Wine, corks and ecosystems

Tuesday, 18 February, 2020
The Ecologist, Nick Breeze
Closing a bottle with cork significantly reduces the carbon footprint of wine packaging and helps sustain vital ecosystems.

Ten years ago there seemed to be a huge shift away from corks and towards screw-caps. One reason for this is wine taint, or what many refer to as 'corked' wine, where a bacteria - Trichloroanisol - gives wine a damp cardboard aroma and destroys the wine's pleasurable characteristics.

Cork taint lost people money and also caused wine drinkers much disappointment.
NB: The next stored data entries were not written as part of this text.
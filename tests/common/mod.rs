//! Shared test fixtures: a scriptable in-memory backend.
#![allow(dead_code)]

use async_trait::async_trait;
use serde_json::{Value, json};
use std::collections::{HashMap, VecDeque};
use std::sync::Mutex;
use std::sync::atomic::{AtomicBool, Ordering};
use taskboard_engine::backend::{
    BackendError, PatchOutcome, SubtaskRecord, TaskBackend, TaskPatchRequest, TaskQuery,
    TaskRecord,
};
use taskboard_engine::status::SubtaskStatus;
use taskboard_engine::types::{Actor, EntityRef, Role};

/// Scriptable backend. Patch calls consume queued results (defaulting to
/// success) and are logged with their serialized request bodies.
#[derive(Default)]
pub struct MockBackend {
    pub tasks: Mutex<Vec<Value>>,
    pub subtasks: Mutex<HashMap<String, Vec<Value>>>,
    pub patch_results: Mutex<VecDeque<Result<PatchOutcome, BackendError>>>,
    pub patch_log: Mutex<Vec<(String, Value)>>,
    pub subtask_patch_log: Mutex<Vec<(String, SubtaskStatus)>>,
    pub fail_list: AtomicBool,
    pub seen_searches: Mutex<Vec<Option<String>>>,
    pub seen_search_fields: Mutex<Vec<Option<String>>>,
}

impl MockBackend {
    pub fn new() -> Self {
        Self::default()
    }

    pub fn with_tasks(tasks: Vec<Value>) -> Self {
        let backend = Self::default();
        *backend.tasks.lock().unwrap() = tasks;
        backend
    }

    pub fn queue_patch_result(&self, result: Result<PatchOutcome, BackendError>) {
        self.patch_results.lock().unwrap().push_back(result);
    }

    pub fn patched_task_ids(&self) -> Vec<String> {
        self.patch_log
            .lock()
            .unwrap()
            .iter()
            .map(|(id, _)| id.clone())
            .collect()
    }
}

#[async_trait]
impl TaskBackend for MockBackend {
    async fn list_tasks(&self, query: &TaskQuery) -> Result<Vec<TaskRecord>, BackendError> {
        if self.fail_list.load(Ordering::SeqCst) {
            return Err(BackendError::Network("connection refused".to_string()));
        }
        self.seen_searches
            .lock()
            .unwrap()
            .push(query.search.clone());
        self.seen_search_fields
            .lock()
            .unwrap()
            .push(query.search_field.clone());
        self.tasks
            .lock()
            .unwrap()
            .iter()
            .map(|raw| {
                serde_json::from_value(raw.clone())
                    .map_err(|e| BackendError::InvalidResponse(e.to_string()))
            })
            .collect()
    }

    async fn patch_task(
        &self,
        task_id: &str,
        request: &TaskPatchRequest,
    ) -> Result<PatchOutcome, BackendError> {
        let body = serde_json::to_value(request)
            .map_err(|e| BackendError::InvalidResponse(e.to_string()))?;
        self.patch_log
            .lock()
            .unwrap()
            .push((task_id.to_string(), body));
        self.patch_results
            .lock()
            .unwrap()
            .pop_front()
            .unwrap_or_else(|| Ok(PatchOutcome::ok()))
    }

    async fn list_subtasks(&self, task_id: &str) -> Result<Vec<SubtaskRecord>, BackendError> {
        self.subtasks
            .lock()
            .unwrap()
            .get(task_id)
            .cloned()
            .unwrap_or_default()
            .iter()
            .map(|raw| {
                serde_json::from_value(raw.clone())
                    .map_err(|e| BackendError::InvalidResponse(e.to_string()))
            })
            .collect()
    }

    async fn patch_subtask(
        &self,
        subtask_id: &str,
        status: SubtaskStatus,
    ) -> Result<PatchOutcome, BackendError> {
        self.subtask_patch_log
            .lock()
            .unwrap()
            .push((subtask_id.to_string(), status));
        self.patch_results
            .lock()
            .unwrap()
            .pop_front()
            .unwrap_or_else(|| Ok(PatchOutcome::ok()))
    }

    async fn list_auditors(&self) -> Result<Vec<EntityRef>, BackendError> {
        Ok(vec![
            EntityRef {
                id: "a1".to_string(),
                name: "Priya Sharma".to_string(),
            },
            EntityRef {
                id: "a2".to_string(),
                name: "Rahul Verma".to_string(),
            },
        ])
    }

    async fn list_clients(&self) -> Result<Vec<EntityRef>, BackendError> {
        Ok(vec![EntityRef {
            id: "c1".to_string(),
            name: "Acme Corp".to_string(),
        }])
    }
}

/// Wire-shaped task record for seeding the mock backend.
pub fn task_json(id: u64, name: &str, status: &str, criticality: &str) -> Value {
    json!({
        "id": id,
        "task_name": name,
        "status": status,
        "criticality": criticality,
        "customer_name": "Acme Corp",
        "assignee": "Priya Sharma",
        "time_taken": 0.0
    })
}

pub fn admin() -> Actor {
    Actor {
        id: "u-admin".to_string(),
        name: "Admin".to_string(),
        role: Role::Admin,
    }
}

pub fn auditor() -> Actor {
    Actor {
        id: "u-auditor".to_string(),
        name: "Auditor".to_string(),
        role: Role::Auditor,
    }
}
This paved the way for the rise of the aluminium screw-cap, which has been adopted on a huge scale in many of the world's leading regions.
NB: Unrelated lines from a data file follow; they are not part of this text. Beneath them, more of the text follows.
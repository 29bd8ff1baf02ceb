//! The task board engine.
//!
//! Composes the collection, the filter/sort pipeline, pagination, the
//! optimistic mutator, and the notification bus behind one surface the UI
//! shell drives. Rendering is always `collection → pipeline → page slice`;
//! no other path produces visible items.

use crate::backend::{TaskBackend, TaskQuery};
use crate::collection::TaskCollection;
use crate::config::EngineConfig;
use crate::dragdrop::DragDropCoordinator;
use crate::error::{EngineError, EngineResult};
use crate::mutator::OptimisticMutator;
use crate::notify::NotificationBus;
use crate::paginator::PageState;
use crate::pipeline::{self, FilterState, MonthBucket, SearchScope, SortMode};
use crate::status::TaskStatus;
use crate::types::{Actor, Criticality, EntityFilter, EntityRef, Task, TaskStats};
use std::sync::atomic::{AtomicU64, Ordering};
use std::sync::{Arc, Mutex};
use std::time::Duration;
use tracing::{error, info};

/// Collapses bursts of search keystrokes into one remote fetch.
///
/// Each keystroke registers through [`TaskBoard::begin_search`], which bumps
/// the generation and hands back a [`SearchTicket`]. Bumping immediately
/// supersedes every earlier ticket still waiting out its delay, so awaiting
/// [`SearchTicket::wait`] happens outside any board borrow and later
/// keystrokes are never blocked behind it. Only the ticket that is still
/// current when passed to [`TaskBoard::remote_search`] reaches the backend.
/// Local (already-fetched) filtering never goes through this; it runs
/// synchronously on every keystroke.
pub struct SearchDebouncer {
    delay: Duration,
    generation: AtomicU64,
}

impl SearchDebouncer {
    pub fn new(delay: Duration) -> Self {
        Self {
            delay,
            generation: AtomicU64::new(0),
        }
    }

    /// Register a keystroke: supersede all outstanding tickets and return a
    /// fresh one.
    pub fn begin(self: &Arc<Self>) -> SearchTicket {
        let generation = self.generation.fetch_add(1, Ordering::SeqCst) + 1;
        SearchTicket {
            debouncer: Arc::clone(self),
            generation,
        }
    }
}

/// One keystroke's claim on the debounce window.
pub struct SearchTicket {
    debouncer: Arc<SearchDebouncer>,
    generation: u64,
}

impl SearchTicket {
    /// Wait out the debounce delay. Returns `true` if no newer keystroke
    /// arrived in the meantime.
    pub async fn wait(&self) -> bool {
        tokio::time::sleep(self.debouncer.delay).await;
        self.is_current()
    }

    /// Whether this ticket still represents the latest keystroke.
    pub fn is_current(&self) -> bool {
        self.debouncer.generation.load(Ordering::SeqCst) == self.generation
    }
}

/// Client-side task board: one instance per signed-in session.
pub struct TaskBoard {
    config: EngineConfig,
    backend: Arc<dyn TaskBackend>,
    collection: Arc<Mutex<TaskCollection>>,
    notifier: Arc<NotificationBus>,
    mutator: Arc<OptimisticMutator>,
    dragdrop: DragDropCoordinator,
    debouncer: Arc<SearchDebouncer>,
    actor: Actor,
    entity: EntityFilter,
    filter: FilterState,
    pages: PageState,
    /// Set when the last fetch failed; the UI offers a retry affordance.
    load_failed: bool,
}

impl TaskBoard {
    pub fn new(config: EngineConfig, backend: Arc<dyn TaskBackend>, actor: Actor) -> Self {
        let collection = Arc::new(Mutex::new(TaskCollection::new()));
        let notifier = Arc::new(NotificationBus::new(config.notify_dismiss_ms));
        let mutator = Arc::new(OptimisticMutator::new(
            backend.clone(),
            collection.clone(),
            notifier.clone(),
        ));
        let dragdrop = DragDropCoordinator::new(mutator.clone());
        let debouncer = Arc::new(SearchDebouncer::new(Duration::from_millis(
            config.search_debounce_ms,
        )));
        let pages = PageState::new(config.page_size);

        Self {
            config,
            backend,
            collection,
            notifier,
            mutator,
            dragdrop,
            debouncer,
            actor,
            entity: EntityFilter::All,
            filter: FilterState::default(),
            pages,
            load_failed: false,
        }
    }

    // Collaborator accessors for the UI shell

    pub fn mutator(&self) -> &Arc<OptimisticMutator> {
        &self.mutator
    }

    pub fn dragdrop(&self) -> &DragDropCoordinator {
        &self.dragdrop
    }

    pub fn notifier(&self) -> &Arc<NotificationBus> {
        &self.notifier
    }

    pub fn actor(&self) -> &Actor {
        &self.actor
    }

    pub fn config(&self) -> &EngineConfig {
        &self.config
    }

    fn query(&self, search: Option<String>) -> TaskQuery {
        // The wire field name only accompanies an actual search term
        let search_field = search
            .as_ref()
            .and_then(|_| self.filter.scope.wire_field())
            .map(str::to_string);
        TaskQuery {
            user_id: self.actor.id.clone(),
            role: self.actor.role,
            entity: self.entity.clone(),
            search,
            search_field,
        }
    }

    /// Fetch the task list from the backend and replace the collection.
    ///
    /// A fetch failure degrades to an empty list plus a retry affordance;
    /// the board never crashes on a failed load.
    pub async fn refresh(&mut self) -> EngineResult<()> {
        self.fetch(None).await
    }

    async fn fetch(&mut self, search: Option<String>) -> EngineResult<()> {
        let query = self.query(search);
        match self.backend.list_tasks(&query).await {
            Ok(records) => {
                let tasks: Vec<Task> = records.into_iter().map(|r| r.into_task()).collect();
                info!(count = tasks.len(), "task list refreshed");
                self.collection.lock().unwrap().replace_all(tasks);
                self.pages.reset();
                self.load_failed = false;
                Ok(())
            }
            Err(transport) => {
                error!(error = %transport, "task list fetch failed");
                self.collection.lock().unwrap().replace_all(Vec::new());
                self.pages.reset();
                self.load_failed = true;
                self.notifier
                    .error("Failed to load tasks. Please try again later.");
                Err(EngineError::network(transport))
            }
        }
    }

    /// Whether the last fetch failed and a retry should be offered.
    pub fn can_retry(&self) -> bool {
        self.load_failed
    }

    /// Register a remote-search keystroke. The returned ticket supersedes
    /// every outstanding one immediately; await [`SearchTicket::wait`] on it
    /// before calling [`remote_search`](Self::remote_search), and do the
    /// waiting outside any board borrow so later keystrokes can register.
    pub fn begin_search(&self) -> SearchTicket {
        self.debouncer.begin()
    }

    /// Re-fetch server-side with a search term, scoped by the current
    /// search field. Does nothing and returns `false` if the ticket was
    /// superseded, so a burst of rapid keystrokes reaches the backend once.
    pub async fn remote_search(
        &mut self,
        ticket: &SearchTicket,
        term: String,
    ) -> EngineResult<bool> {
        // Re-check after reacquiring the board: a newer keystroke may have
        // registered while the caller waited for exclusive access
        if !ticket.is_current() {
            return Ok(false);
        }
        let term = (!term.trim().is_empty()).then_some(term);
        self.fetch(term).await?;
        Ok(true)
    }

    /// Load the subtask chain for one task (when its panel is opened).
    pub async fn load_subtasks(&self, task_id: &str) -> EngineResult<()> {
        let records = self
            .backend
            .list_subtasks(task_id)
            .await
            .map_err(EngineError::network)?;
        let subtasks = records.into_iter().map(|r| r.into_subtask()).collect();
        let mut collection = self.collection.lock().unwrap();
        if !collection.set_subtasks(task_id, subtasks) {
            return Err(EngineError::task_not_found(task_id));
        }
        Ok(())
    }

    /// Auditor and client lists for the entity-filter dropdowns.
    pub async fn load_filter_entities(&self) -> EngineResult<(Vec<EntityRef>, Vec<EntityRef>)> {
        let auditors = self
            .backend
            .list_auditors()
            .await
            .map_err(EngineError::network)?;
        let clients = self
            .backend
            .list_clients()
            .await
            .map_err(EngineError::network)?;
        Ok((auditors, clients))
    }

    // Filter state. Every change resets to page 1 so a stale page number
    // can never outlive the list it referred to. All of these are local
    // and synchronous, with no debounce and no remote call.

    pub fn set_query(&mut self, query: impl Into<String>) {
        self.filter.query = query.into();
        self.pages.reset();
    }

    pub fn set_search_scope(&mut self, scope: SearchScope) {
        self.filter.scope = scope;
        self.pages.reset();
    }

    pub fn set_month(&mut self, month: MonthBucket) {
        self.filter.month = month;
        self.pages.reset();
    }

    pub fn set_status_filter(&mut self, status: Option<TaskStatus>) {
        self.filter.status = status;
        self.pages.reset();
    }

    pub fn set_criticality_filter(&mut self, criticality: Option<Criticality>) {
        self.filter.criticality = criticality;
        self.pages.reset();
    }

    pub fn set_sort(&mut self, sort: SortMode) {
        self.filter.sort = sort;
        self.pages.reset();
    }

    pub fn filter(&self) -> &FilterState {
        &self.filter
    }

    /// Switch the viewed entity (auditor/client/all). Filter state is
    /// transient and entity-scoped, so it resets wholesale; the caller
    /// refreshes afterwards.
    pub fn set_entity(&mut self, entity: EntityFilter) {
        self.entity = entity;
        self.filter.reset();
        self.pages.reset();
    }

    pub fn entity(&self) -> &EntityFilter {
        &self.entity
    }

    // Pagination over the filtered list

    pub fn page(&self) -> usize {
        self.pages.page()
    }

    pub fn total_pages(&self) -> usize {
        self.pages.total_pages(self.filtered_count())
    }

    pub fn goto_page(&mut self, page: usize) {
        let count = self.filtered_count();
        self.pages.goto(page, count);
    }

    pub fn next_page(&mut self) {
        let count = self.filtered_count();
        self.pages.next(count);
    }

    pub fn prev_page(&mut self) {
        let count = self.filtered_count();
        self.pages.prev(count);
    }

    fn filtered_count(&self) -> usize {
        let collection = self.collection.lock().unwrap();
        pipeline::apply(collection.tasks(), &self.filter, chrono::Utc::now().date_naive()).len()
    }

    /// The current rendered page: pipeline then slice, nothing else.
    pub fn visible_page(&mut self) -> Vec<Task> {
        self.visible_page_at(chrono::Utc::now().date_naive())
    }

    /// As [`visible_page`](Self::visible_page), with an explicit "today"
    /// for month bucketing.
    pub fn visible_page_at(&mut self, today: chrono::NaiveDate) -> Vec<Task> {
        let collection = self.collection.lock().unwrap();
        let filtered = pipeline::apply(collection.tasks(), &self.filter, today);
        self.pages.slice(&filtered).iter().map(|t| (*t).clone()).collect()
    }

    /// Lane counts for the board header, derived from the member set.
    pub fn stats(&self) -> TaskStats {
        self.collection.lock().unwrap().stats()
    }

    /// Look up one task by id (e.g. for the subtask panel).
    pub fn task(&self, id: &str) -> Option<Task> {
        self.collection.lock().unwrap().get(id).cloned()
    }
}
In the period of the last decade, Portuguese company Amorim, the largest of the cork industry players, went to new lengths to detect the sources and eliminate cork taint. Today they use processes that clean the cork at various stages of the processing to reduce the risk. At the very top end, they have a technique known as ND Tech that guarantees the integrity of the cork.

Sustainability 

However, it is fair to say that screw-caps have another ace up their sleeve - convenience. Not requiring extra tools like corkscrews obviously has benefits for those of us wishing to crack open a bottle of wine.